Your task is to transcribe the entries below exactly, from their first line down to the line containing "pub struct PortPoolState", and to stop there.

Dataset entries:
=-=-=

// SPDX-License-Identifier: BUSL-1.1
// Copyright (c) 2026 Alfred Jean LLC

//! The broker's data model (`spec.md` §3).

use chrono::{DateTime, Utc};
use serde::{Deserialize, Serialize};
use std::collections::BTreeMap;

/// Placeholder `vm_name` recorded by the reconciler for an externally
/// spawned `websockify` process it did not itself start (`spec.md` §4.4,
/// §9 Open Questions).
pub const ADOPTED_VM_NAME: &str = "__adopted__";

/// One record per in-use WebSocket port.
#[derive(Debug, Clone, PartialEq, Eq, Serialize, Deserialize)]
pub struct PortAllocation {
    pub vm_name: String,
    /// `None` only during the brief "allocated but not yet spawned" window
    /// inside the Coordinator (`spec.md` §3, entity `PortAllocation`).
    pub pid: Option<u32>,
    pub allocated_at: DateTime<Utc>,
}

/// The durable document owned exclusively by the Port Pool.
#[derive(Debug, Clone, PartialEq, Eq, Serialize, Deserialize)]
pub struct PortPoolState {
    pub allocated: BTreeMap<u16, PortAllocation>,
    pub free: Vec<u16>,
    pub last_cleanup: DateTime<Utc>,
}

impl PortPoolState {
    /// A fresh document with a full free list covering `[port_min, port_max]`
    /// (`spec.md` §3, Lifecycle: "The state document is created at first
    /// access with a full free list").
    pub fn fresh(port_min: u16, port_max: u16, now: DateTime<Utc>) -> Self {
        PortPoolState {
            allocated: BTreeMap::new(),
            free: (port_min..=port_max).collect(),
            last_cleanup: now,
        }
    }
}

/// In-memory view of a running session, returned to external callers.
#[derive(Debug, Clone, PartialEq, Eq, Serialize, Deserialize)]
pub struct Session {
    pub vm_name: String,
    pub vnc_host: String,
    pub vnc_port: u16,
    pub ws_port: u16,
    pub pid: u32,
    pub url: String,
}

/// Port pool statistics, returned by `Stats()` (`spec.md` §4.1, §6).
#[derive(Debug, Clone, PartialEq, Serialize, Deserialize)]
pub struct PoolStats {
    pub total: u32,
    pub allocated: u32,
    pub free: u32,
    pub utilization_percent: f64,
    pub last_cleanup: DateTime<Utc>,
}

/// Outcome of one `ReconcileStale` pass, returned by `ReconcileOnce()`
/// (`spec.md` §4.4, §6).
#[derive(Debug, Clone, Copy, Default, PartialEq, Eq, Serialize, Deserialize)]
pub struct ReconcileReport {
    pub stale_released: u32,
    pub adopted: u32,
    pub drift_warnings: u32,
}

/// Derive the VNC console URL for a WebSocket port (`spec.md` §3, `VncUrl`
/// derivation).
pub fn vnc_url(server_ip: &str, ws_port: u16) -> String {
    format!("http://{server_ip}:{ws_port}/vnc.html?host={server_ip}&port={ws_port}")
}

#[cfg(test)]
#[path = "model_tests.rs"]
mod tests;
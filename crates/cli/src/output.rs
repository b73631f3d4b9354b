// SPDX-License-Identifier: BUSL-1.1
// Copyright (c) 2026 Alfred Jean LLC

use clap::ValueEnum;
use vnc_core::{PoolStats, PortAllocation, ReconcileReport, Session};

#[derive(Clone, Copy, Debug, Default, ValueEnum)]
pub enum OutputFormat {
    #[default]
    Text,
    Json,
}

pub fn print_session(session: &Session, format: OutputFormat) {
    match format {
        OutputFormat::Text => {
            println!("vm_name:  {}", session.vm_name);
            println!("ws_port:  {}", session.ws_port);
            println!("pid:      {}", session.pid);
            println!("url:      {}", session.url);
        }
        OutputFormat::Json => print_json(session),
    }
}

pub fn print_stopped(vm_name: &str, stopped: bool, format: OutputFormat) {
    match format {
        OutputFormat::Text => {
            if stopped {
                println!("stopped {vm_name}");
            } else {
                println!("no session for {vm_name}");
            }
        }
        OutputFormat::Json => print_json(&serde_json::json!({
            "vm_name": vm_name,
            "stopped": stopped,
        })),
    }
}

pub fn print_allocations(allocations: &[(u16, PortAllocation)], format: OutputFormat) {
    match format {
        OutputFormat::Text => {
            if allocations.is_empty() {
                println!("no active sessions");
                return;
            }
            println!("{:<20} {:>8} {:>10}", "VM_NAME", "WS_PORT", "PID");
            for (port, allocation) in allocations {
                let pid = allocation
                    .pid
                    .map(|p| p.to_string())
                    .unwrap_or_else(|| "-".to_string());
                println!("{:<20} {:>8} {:>10}", allocation.vm_name, port, pid);
            }
        }
        OutputFormat::Json => print_json(
            &allocations
                .iter()
                .map(|(port, allocation)| {
                    serde_json::json!({
                        "ws_port": port,
                        "vm_name": allocation.vm_name,
                        "pid": allocation.pid,
                        "allocated_at": allocation.allocated_at,
                    })
                })
                .collect::<Vec<_>>(),
        ),
    }
}

pub fn print_stats(stats: &PoolStats, format: OutputFormat) {
    match format {
        OutputFormat::Text => {
            println!("total:       {}", stats.total);
            println!("allocated:   {}", stats.allocated);
            println!("free:        {}", stats.free);
            println!("utilization: {:.1}%", stats.utilization_percent);
            println!("last_cleanup: {}", stats.last_cleanup);
        }
        OutputFormat::Json => print_json(stats),
    }
}

pub fn print_report(report: &ReconcileReport, format: OutputFormat) {
    match format {
        OutputFormat::Text => {
            println!("stale_released: {}", report.stale_released);
            println!("adopted:        {}", report.adopted);
            println!("drift_warnings: {}", report.drift_warnings);
        }
        OutputFormat::Json => print_json(report),
    }
}

fn print_json<T: serde::Serialize>(value: &T) {
    match serde_json::to_string_pretty(value) {
        Ok(s) => println!("{s}"),
        Err(e) => eprintln!("error: failed to serialize output: {e}"),
    }
}
//! One-shot startup sequencing: verify the model artifacts exist, prepare the
//! offload working directory, then perform the load. Any failure here is
//! terminal for the process; there is no degraded-serve mode.

use std::fs;

use tracing::info;

use crate::{config::AppConfig, error::ServiceError, model::ModelStore};

pub fn initialize(config: &AppConfig, store: &ModelStore) -> Result<(), ServiceError> {
    let result = check_paths_and_load(config, store);
    if result.is_err() {
        store.mark_failed();
    }
    result
}

fn check_paths_and_load(config: &AppConfig, store: &ModelStore) -> Result<(), ServiceError> {
    for path in [&config.base_model_path, &config.adapter_path] {
        if !path.exists() {
            return Err(ServiceError::PathMissing(path.clone()));
        }
    }
    fs::create_dir_all(&config.offload_path)?;

    info!(
        base = %config.base_model_path.display(),
        adapter = %config.adapter_path.display(),
        "loading model artifacts"
    );
    store.load(config)
}
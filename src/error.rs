use std::path::PathBuf;

use axum::http::StatusCode;
use axum::response::{IntoResponse, Response};
use thiserror::Error;

#[derive(Debug, Error)]
pub enum ServiceError {
    #[error("model not loaded")]
    ModelNotReady,
    #[error("required path missing: {}", .0.display())]
    PathMissing(PathBuf),
    #[error("model load failed: {0}")]
    Load(String),
    #[error("tokenizer error: {0}")]
    Tokenizer(String),
    #[error("model execution failed: {0}")]
    Inference(String),
    #[error("io error: {0}")]
    Io(#[from] std::io::Error),
}

impl IntoResponse for ServiceError {
    fn into_response(self) -> Response {
        let status = match self {
            ServiceError::ModelNotReady => StatusCode::SERVICE_UNAVAILABLE,
            ServiceError::PathMissing(_)
            | ServiceError::Load(_)
            | ServiceError::Tokenizer(_)
            | ServiceError::Inference(_)
            | ServiceError::Io(_) => StatusCode::INTERNAL_SERVER_ERROR,
        };

        let body = serde_json::json!({
            "detail": self.to_string(),
        });

        (status, axum::Json(body)).into_response()
    }
}
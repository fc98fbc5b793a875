use std::sync::Arc;

use axum::{
    Json, Router,
    extract::State,
    routing::{get, post},
};
use tower_http::{cors::CorsLayer, trace::TraceLayer};
use tracing::info;

use crate::{
    api::{ChatCompletionRequest, ChatCompletionResponse, HealthResponse, ModelList},
    config::AppConfig,
    error::ServiceError,
    model::{GenerationResult, ModelStore, SamplingParams},
    prompt,
};

#[derive(Clone)]
pub struct AppState {
    pub config: Arc<AppConfig>,
    pub store: Arc<ModelStore>,
}

pub fn build_router(config: Arc<AppConfig>, store: Arc<ModelStore>) -> Router {
    let state = AppState { config, store };

    Router::new()
        .route("/health", get(health))
        .route("/v1/models", get(list_models))
        .route("/v1/chat/completions", post(chat_completions))
        .with_state(state)
        .layer(TraceLayer::new_for_http())
        .layer(CorsLayer::permissive())
}

async fn health(State(state): State<AppState>) -> Json<HealthResponse> {
    Json(HealthResponse {
        status: "ok",
        model_loaded: state.store.is_ready(),
    })
}

async fn list_models(State(state): State<AppState>) -> Json<ModelList> {
    Json(ModelList::single(&state.config.model_name))
}

async fn chat_completions(
    State(state): State<AppState>,
    Json(request): Json<ChatCompletionRequest>,
) -> Result<Json<ChatCompletionResponse>, ServiceError> {
    // Readiness gate: no queuing, no waiting, and no tokenization work
    // before the model is loaded.
    if !state.store.is_ready() {
        return Err(ServiceError::ModelNotReady);
    }

    info!(
        model = %request.model,
        messages = request.messages.len(),
        max_tokens = request.max_tokens,
        "chat completion request"
    );

    let prompt = prompt::format_conversation(&request.messages);
    let params = SamplingParams::resolve(request.temperature, request.max_tokens, &state.config);

    let result = run_generation(state.store.clone(), prompt, params).await?;

    Ok(Json(ChatCompletionResponse::assemble(
        &state.config.model_name,
        &result,
    )))
}

/// Runs the blocking encode/generate/decode pipeline off the async runtime.
/// Concurrent requests queue on the model's internal lock in arrival order.
async fn run_generation(
    store: Arc<ModelStore>,
    prompt: String,
    params: SamplingParams,
) -> Result<GenerationResult, ServiceError> {
    tokio::task::spawn_blocking(move || {
        let input_ids = store.encode(&prompt)?;
        let prompt_tokens = input_ids.len();

        let output = store.generate(&input_ids, params.temperature, params.max_new_tokens)?;
        let completion_tokens = output.len() - prompt_tokens;

        let text = store.decode(&output[prompt_tokens..])?;
        Ok(GenerationResult {
            text,
            prompt_tokens,
            completion_tokens,
        })
    })
    .await
    .map_err(|err| ServiceError::Inference(format!("generation task failed: {err}")))?
}
//! Merges a PEFT-style LoRA adapter into the base module's weights.
//!
//! An adapter ships pairs of low-rank matrices per target module. Merging
//! computes `(alpha / r) * B.A` for each pair and adds it in place to the
//! matching base parameter, after which the module behaves as the fine-tuned
//! model with no per-call overhead.

use std::{collections::HashMap, fs, path::Path};

use serde::Deserialize;
use tch::{Kind, Tensor, no_grad};

use crate::error::ServiceError;

#[derive(Debug, Deserialize)]
struct AdapterConfig {
    r: f64,
    lora_alpha: f64,
}

enum LoraHalf {
    A,
    B,
}

/// Maps a PEFT tensor name onto the base parameter it targets.
/// `base_model.model.model.layers.0.self_attn.q_proj.lora_A.weight` becomes
/// `model.layers.0.self_attn.q_proj.weight`.
fn classify(name: &str) -> Option<(String, LoraHalf)> {
    let stripped = name.strip_prefix("base_model.model.").unwrap_or(name);
    if let Some(prefix) = stripped.strip_suffix(".lora_A.weight") {
        Some((format!("{prefix}.weight"), LoraHalf::A))
    } else if let Some(prefix) = stripped.strip_suffix(".lora_B.weight") {
        Some((format!("{prefix}.weight"), LoraHalf::B))
    } else {
        None
    }
}

/// Folds the adapter at `adapter_dir` into `module`'s parameters. Returns the
/// number of parameters updated.
pub fn merge_adapter(module: &tch::CModule, adapter_dir: &Path) -> Result<usize, ServiceError> {
    let config_path = adapter_dir.join("adapter_config.json");
    let raw = fs::read_to_string(&config_path).map_err(|e| {
        ServiceError::Load(format!("adapter config {}: {e}", config_path.display()))
    })?;
    let config: AdapterConfig = serde_json::from_str(&raw)
        .map_err(|e| ServiceError::Load(format!("adapter config: {e}")))?;
    if config.r <= 0.0 {
        return Err(ServiceError::Load("adapter rank must be positive".into()));
    }
    let scale = config.lora_alpha / config.r;

    let weights_path = adapter_dir.join("adapter_model.safetensors");
    let tensors = Tensor::read_safetensors(&weights_path)
        .map_err(|e| ServiceError::Load(format!("adapter weights: {e}")))?;

    let mut pairs: HashMap<String, (Option<Tensor>, Option<Tensor>)> = HashMap::new();
    for (name, tensor) in tensors {
        let Some((target, half)) = classify(&name) else {
            continue;
        };
        let entry = pairs.entry(target).or_insert((None, None));
        match half {
            LoraHalf::A => entry.0 = Some(tensor),
            LoraHalf::B => entry.1 = Some(tensor),
        }
    }
    if pairs.is_empty() {
        return Err(ServiceError::Load(
            "adapter contains no low-rank weight pairs".into(),
        ));
    }

    let mut params: HashMap<String, Tensor> = module
        .named_parameters()
        .map_err(|e| ServiceError::Load(e.to_string()))?
        .into_iter()
        .collect();

    let mut merged = 0usize;
    for (target, (a, b)) in pairs {
        let (Some(a), Some(b)) = (a, b) else {
            return Err(ServiceError::Load(format!(
                "unpaired low-rank tensors for {target}"
            )));
        };
        let param = params.get_mut(&target).ok_or_else(|| {
            ServiceError::Load(format!("adapter targets unknown parameter {target}"))
        })?;

        // Accumulate in float, then narrow back to the parameter's dtype.
        let delta =
            (b.to_kind(Kind::Float).matmul(&a.to_kind(Kind::Float)) * scale).to_kind(param.kind());
        no_grad(|| {
            param
                .f_add_(&delta)
                .map(|_| ())
                .map_err(|e| ServiceError::Load(e.to_string()))
        })?;
        merged += 1;
    }

    Ok(merged)
}

#[cfg(test)]
mod tests {
    use super::*;

    #[test]
    fn peft_names_map_to_base_parameters() {
        let (target, half) =
            classify("base_model.model.model.layers.0.self_attn.q_proj.lora_A.weight").unwrap();
        assert_eq!(target, "model.layers.0.self_attn.q_proj.weight");
        assert!(matches!(half, LoraHalf::A));

        let (target, half) =
            classify("base_model.model.model.layers.31.mlp.down_proj.lora_B.weight").unwrap();
        assert_eq!(target, "model.layers.31.mlp.down_proj.weight");
        assert!(matches!(half, LoraHalf::B));
    }

    #[test]
    fn names_without_the_peft_prefix_still_classify() {
        let (target, _) = classify("model.layers.2.self_attn.v_proj.lora_A.weight").unwrap();
        assert_eq!(target, "model.layers.2.self_attn.v_proj.weight");
    }

    #[test]
    fn non_lora_tensors_are_ignored() {
        assert!(classify("model.embed_tokens.weight").is_none());
        assert!(classify("base_model.model.lm_head.weight").is_none());
    }
}
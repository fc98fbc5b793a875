mod adapter;
mod store;
mod types;

pub use store::ModelStore;
pub use types::{GenerationResult, Readiness, SamplingParams};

=-=-=

**Answer box**
// SPDX-License-Identifier: BUSL-1.1
// Copyright (c) 2026 Alfred Jean LLC

//! The broker's data model (`spec.md` §3).

use chrono::{DateTime, Utc};
use serde::{Deserialize, Serialize};
use std::collections::BTreeMap;

/// Placeholder `vm_name` recorded by the reconciler for an externally
/// spawned `websockify` process it did not itself start (`spec.md` §4.4,
/// §9 Open Questions).
pub const ADOPTED_VM_NAME: &str = "__adopted__";

/// One record per in-use WebSocket port.
#[derive(Debug, Clone, PartialEq, Eq, Serialize, Deserialize)]
pub struct PortAllocation {
    pub vm_name: String,
    /// `None` only during the brief "allocated but not yet spawned" window
    /// inside the Coordinator (`spec.md` §3, entity `PortAllocation`).
    pub pid: Option<u32>,
    pub allocated_at: DateTime<Utc>,
}

/// The durable document owned exclusively by the Port Pool.
#[derive(Debug, Clone, PartialEq, Eq, Serialize, Deserialize)]
pub struct PortPoolState {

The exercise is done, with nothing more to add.